Aim of the exercise
Retype the data that follows with no alterations, please.
>>>>
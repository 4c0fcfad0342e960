use crate::errors::{AppError, AppResult};
use crate::models::{is_job_id, Job};
use serde::{Deserialize, Serialize};
use std::collections::BTreeSet;
use std::fs;
use std::path::{Path, PathBuf};
use std::thread;
use std::time::Duration;

pub const RECORD_EXT: &str = "job";
pub const LOCK_EXT: &str = "lock";

const SCHEMA_VERSION: u32 = 1;

#[derive(Serialize)]
#[serde(rename_all = "camelCase")]
struct RecordEnvelopeRef<'a> {
    schema_version: u32,
    #[serde(flatten)]
    job: &'a Job,
}

#[derive(Deserialize)]
#[serde(rename_all = "camelCase")]
struct RecordEnvelope {
    schema_version: u32,
    #[serde(flatten)]
    job: Job,
}

pub(crate) fn decode_record(job_id: &str, bytes: &[u8]) -> AppResult<Job> {
    if bytes.is_empty() {
        return Err(AppError::Corrupt(format!("record for job {} is empty", job_id)));
    }
    let envelope: RecordEnvelope = serde_json::from_slice(bytes).map_err(|error| {
        AppError::Corrupt(format!("record for job {} is unreadable: {}", job_id, error))
    })?;
    if envelope.schema_version != SCHEMA_VERSION {
        return Err(AppError::Corrupt(format!(
            "record for job {} has schema version {}, expected {}",
            job_id, envelope.schema_version, SCHEMA_VERSION
        )));
    }
    Ok(envelope.job)
}

/// Flat-file store for job records on the shared network directory.
///
/// Each job owns two backing files named by its 6-digit id: `{id}.lock`
/// (advisory lock marker) and `{id}.job` (versioned JSON record). A
/// separate temp area holds the snapshot aggregator's short-lived copies.
#[derive(Debug, Clone)]
pub struct JobStore {
    jobs_dir: PathBuf,
    temp_dir: PathBuf,
}

impl JobStore {
    pub fn connect(root: &Path) -> AppResult<Self> {
        let jobs_dir = root.join("jobs");
        let temp_dir = root.join("temp");
        fs::create_dir_all(&jobs_dir).map_err(|error| AppError::Io(error.to_string()))?;
        fs::create_dir_all(&temp_dir).map_err(|error| AppError::Io(error.to_string()))?;
        fs::read_dir(&jobs_dir).map_err(|error| AppError::Io(error.to_string()))?;
        Ok(Self { jobs_dir, temp_dir })
    }

    /// Host bootstrap policy: a bounded fixed-delay retry applied only at
    /// first connection. No other store operation retries.
    pub fn connect_with_retry(root: &Path, attempts: u32, delay: Duration) -> AppResult<Self> {
        let attempts = attempts.max(1);
        let mut last_error = None;
        for attempt in 1..=attempts {
            match Self::connect(root) {
                Ok(store) => return Ok(store),
                Err(error) => {
                    tracing::warn!(attempt, %error, "storage connection failed");
                    last_error = Some(error);
                    if attempt < attempts {
                        thread::sleep(delay);
                    }
                }
            }
        }
        Err(last_error.unwrap_or_else(|| AppError::Io("storage unreachable".to_string())))
    }

    pub fn jobs_dir(&self) -> &Path {
        &self.jobs_dir
    }

    pub fn temp_dir(&self) -> &Path {
        &self.temp_dir
    }

    pub fn record_path(&self, job_id: &str) -> PathBuf {
        self.jobs_dir.join(format!("{}.{}", job_id, RECORD_EXT))
    }

    pub fn lock_path(&self, job_id: &str) -> PathBuf {
        self.jobs_dir.join(format!("{}.{}", job_id, LOCK_EXT))
    }

    pub fn exists(&self, job_id: &str) -> AppResult<bool> {
        for entry in fs::read_dir(&self.jobs_dir).map_err(|error| AppError::Io(error.to_string()))? {
            let entry = entry.map_err(|error| AppError::Io(error.to_string()))?;
            if entry.file_name().to_string_lossy().starts_with(job_id) {
                return Ok(true);
            }
        }
        Ok(false)
    }

    pub fn create(&self, job_id: &str, workspace: Option<PathBuf>) -> AppResult<Job> {
        if self.exists(job_id)? {
            return Err(AppError::AlreadyExists(format!(
                "job {} already has backing files",
                job_id
            )));
        }
        fs::write(self.lock_path(job_id), b"").map_err(|error| AppError::Io(error.to_string()))?;
        let job = Job::new(job_id, workspace);
        self.save(job_id, &job)?;
        tracing::info!(job_id, "created job record");
        Ok(job)
    }

    pub fn load(&self, job_id: &str) -> AppResult<Job> {
        let path = self.record_path(job_id);
        let bytes = match fs::read(&path) {
            Ok(bytes) => bytes,
            Err(error) if error.kind() == std::io::ErrorKind::NotFound => {
                return Err(AppError::NotFound(format!("no record for job {}", job_id)));
            }
            Err(error) => return Err(AppError::Io(error.to_string())),
        };
        decode_record(job_id, &bytes)
    }

    /// Overwrite the backing record in place. The write is not atomic: an
    /// interrupted save leaves a truncated record, which `load` surfaces as
    /// `Corrupt`. Callers must hold the job's lock grant; the store trusts
    /// them (ownership is checked one layer up, in the checkout).
    pub fn save(&self, job_id: &str, job: &Job) -> AppResult<()> {
        let envelope = RecordEnvelopeRef {
            schema_version: SCHEMA_VERSION,
            job,
        };
        let bytes = serde_json::to_vec_pretty(&envelope)?;
        fs::write(self.record_path(job_id), bytes).map_err(|error| AppError::Io(error.to_string()))?;
        tracing::debug!(job_id, "saved job record");
        Ok(())
    }

    /// Job ids derived from the first six characters of backing filenames.
    pub fn list_active(&self) -> AppResult<BTreeSet<String>> {
        let mut ids = BTreeSet::new();
        for entry in fs::read_dir(&self.jobs_dir).map_err(|error| AppError::Io(error.to_string()))? {
            let entry = entry.map_err(|error| AppError::Io(error.to_string()))?;
            let name = entry.file_name().to_string_lossy().into_owned();
            let Some(prefix) = name.get(..6) else {
                continue;
            };
            if is_job_id(prefix) {
                ids.insert(prefix.to_string());
            }
        }
        Ok(ids)
    }

    /// Delete every backing file for a job (administrative close).
    pub fn remove(&self, job_id: &str) -> AppResult<()> {
        let mut removed = 0usize;
        for entry in fs::read_dir(&self.jobs_dir).map_err(|error| AppError::Io(error.to_string()))? {
            let entry = entry.map_err(|error| AppError::Io(error.to_string()))?;
            if entry.file_name().to_string_lossy().starts_with(job_id) {
                fs::remove_file(entry.path()).map_err(|error| AppError::Io(error.to_string()))?;
                removed += 1;
            }
        }
        if removed == 0 {
            return Err(AppError::NotFound(format!("no backing files for job {}", job_id)));
        }
        tracing::info!(job_id, removed, "cleared job backing files");
        Ok(())
    }
}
<<<<
Expected answer
repository 4c0fcfad0342e960
use crate::errors::{AppError, AppResult};
use crate::models::{is_job_id, Job};
use serde::{Deserialize, Serialize};
use std::collections::BTreeSet;
use std::fs;
use std::path::{Path, PathBuf};
use std::thread;
use std::time::Duration;

pub const RECORD_EXT: &str = "job";
pub const LOCK_EXT: &str = "lock";

const SCHEMA_VERSION: u32 = 1;

#[derive(Serialize)]
#[serde(rename_all = "camelCase")]
struct RecordEnvelopeRef<'a> {
    schema_version: u32,
    #[serde(flatten)]
    job: &'a Job,
}

#[derive(Deserialize)]
#[serde(rename_all = "camelCase")]
struct RecordEnvelope {
    schema_version: u32,
    #[serde(flatten)]
    job: Job,
}

pub(crate) fn decode_record(job_id: &str, bytes: &[u8]) -> AppResult<Job> {
    if bytes.is_empty() {
        return Err(AppError::Corrupt(format!("record for job {} is empty", job_id)));
    }
    let envelope: RecordEnvelope = serde_json::from_slice(bytes).map_err(|error| {
        AppError::Corrupt(format!("record for job {} is unreadable: {}", job_id, error))
    })?;
    if envelope.schema_version != SCHEMA_VERSION {
        return Err(AppError::Corrupt(format!(
            "record for job {} has schema version {}, expected {}",
            job_id, envelope.schema_version, SCHEMA_VERSION
        )));
    }
    Ok(envelope.job)
}

/// Flat-file store for job records on the shared network directory.
///
/// Each job owns two backing files named by its 6-digit id: `{id}.lock`
/// (advisory lock marker) and `{id}.job` (versioned JSON record). A
/// separate temp area holds the snapshot aggregator's short-lived copies.
#[derive(Debug, Clone)]
pub struct JobStore {
    jobs_dir: PathBuf,
    temp_dir: PathBuf,
}

impl JobStore {
    pub fn connect(root: &Path) -> AppResult<Self> {
        let jobs_dir = root.join("jobs");
        let temp_dir = root.join("temp");
        fs::create_dir_all(&jobs_dir).map_err(|error| AppError::Io(error.to_string()))?;
        fs::create_dir_all(&temp_dir).map_err(|error| AppError::Io(error.to_string()))?;
        fs::read_dir(&jobs_dir).map_err(|error| AppError::Io(error.to_string()))?;
        Ok(Self { jobs_dir, temp_dir })
    }

    /// Host bootstrap policy: a bounded fixed-delay retry applied only at
    /// first connection. No other store operation retries.
    pub fn connect_with_retry(root: &Path, attempts: u32, delay: Duration) -> AppResult<Self> {
        let attempts = attempts.max(1);
        let mut last_error = None;
        for attempt in 1..=attempts {
            match Self::connect(root) {
                Ok(store) => return Ok(store),
                Err(error) => {
                    tracing::warn!(attempt, %error, "storage connection failed");
                    last_error = Some(error);
                    if attempt < attempts {
                        thread::sleep(delay);
                    }
                }
            }
        }
        Err(last_error.unwrap_or_else(|| AppError::Io("storage unreachable".to_string())))
    }

    pub fn jobs_dir(&self) -> &Path {
        &self.jobs_dir
    }

    pub fn temp_dir(&self) -> &Path {
        &self.temp_dir
    }

    pub fn record_path(&self, job_id: &str) -> PathBuf {
        self.jobs_dir.join(format!("{}.{}", job_id, RECORD_EXT))
    }

    pub fn lock_path(&self, job_id: &str) -> PathBuf {
        self.jobs_dir.join(format!("{}.{}", job_id, LOCK_EXT))
    }

    pub fn exists(&self, job_id: &str) -> AppResult<bool> {
        for entry in fs::read_dir(&self.jobs_dir).map_err(|error| AppError::Io(error.to_string()))? {
            let entry = entry.map_err(|error| AppError::Io(error.to_string()))?;
            if entry.file_name().to_string_lossy().starts_with(job_id) {
                return Ok(true);
            }
        }
        Ok(false)
    }

    pub fn create(&self, job_id: &str, workspace: Option<PathBuf>) -> AppResult<Job> {
        if self.exists(job_id)? {
            return Err(AppError::AlreadyExists(format!(
                "job {} already has backing files",
                job_id
            )));
        }
        fs::write(self.lock_path(job_id), b"").map_err(|error| AppError::Io(error.to_string()))?;
        let job = Job::new(job_id, workspace);
        self.save(job_id, &job)?;
        tracing::info!(job_id, "created job record");
        Ok(job)
    }

    pub fn load(&self, job_id: &str) -> AppResult<Job> {
        let path = self.record_path(job_id);
        let bytes = match fs::read(&path) {
            Ok(bytes) => bytes,
            Err(error) if error.kind() == std::io::ErrorKind::NotFound => {
                return Err(AppError::NotFound(format!("no record for job {}", job_id)));
            }
            Err(error) => return Err(AppError::Io(error.to_string())),
        };
        decode_record(job_id, &bytes)
    }

    /// Overwrite the backing record in place. The write is not atomic: an
    /// interrupted save leaves a truncated record, which `load` surfaces as
    /// `Corrupt`. Callers must hold the job's lock grant; the store trusts
    /// them (ownership is checked one layer up, in the checkout).
    pub fn save(&self, job_id: &str, job: &Job) -> AppResult<()> {
        let envelope = RecordEnvelopeRef {
            schema_version: SCHEMA_VERSION,
            job,
        };
        let bytes = serde_json::to_vec_pretty(&envelope)?;
        fs::write(self.record_path(job_id), bytes).map_err(|error| AppError::Io(error.to_string()))?;
        tracing::debug!(job_id, "saved job record");
        Ok(())
    }

    /// Job ids derived from the first six characters of backing filenames.
    pub fn list_active(&self) -> AppResult<BTreeSet<String>> {
        let mut ids = BTreeSet::new();
        for entry in fs::read_dir(&self.jobs_dir).map_err(|error| AppError::Io(error.to_string()))? {
            let entry = entry.map_err(|error| AppError::Io(error.to_string()))?;
            let name = entry.file_name().to_string_lossy().into_owned();
            let Some(prefix) = name.get(..6) else {
                continue;
            };
            if is_job_id(prefix) {
                ids.insert(prefix.to_string());
            }
        }
        Ok(ids)
    }

    /// Delete every backing file for a job (administrative close).
    pub fn remove(&self, job_id: &str) -> AppResult<()> {
        let mut removed = 0usize;
        for entry in fs::read_dir(&self.jobs_dir).map_err(|error| AppError::Io(error.to_string()))? {
            let entry = entry.map_err(|error| AppError::Io(error.to_string()))?;
            if entry.file_name().to_string_lossy().starts_with(job_id) {
                fs::remove_file(entry.path()).map_err(|error| AppError::Io(error.to_string()))?;
                removed += 1;
            }
        }
        if removed == 0 {
            return Err(AppError::NotFound(format!("no backing files for job {}", job_id)));
        }
        tracing::info!(job_id, removed, "cleared job backing files");
        Ok(())
    }
}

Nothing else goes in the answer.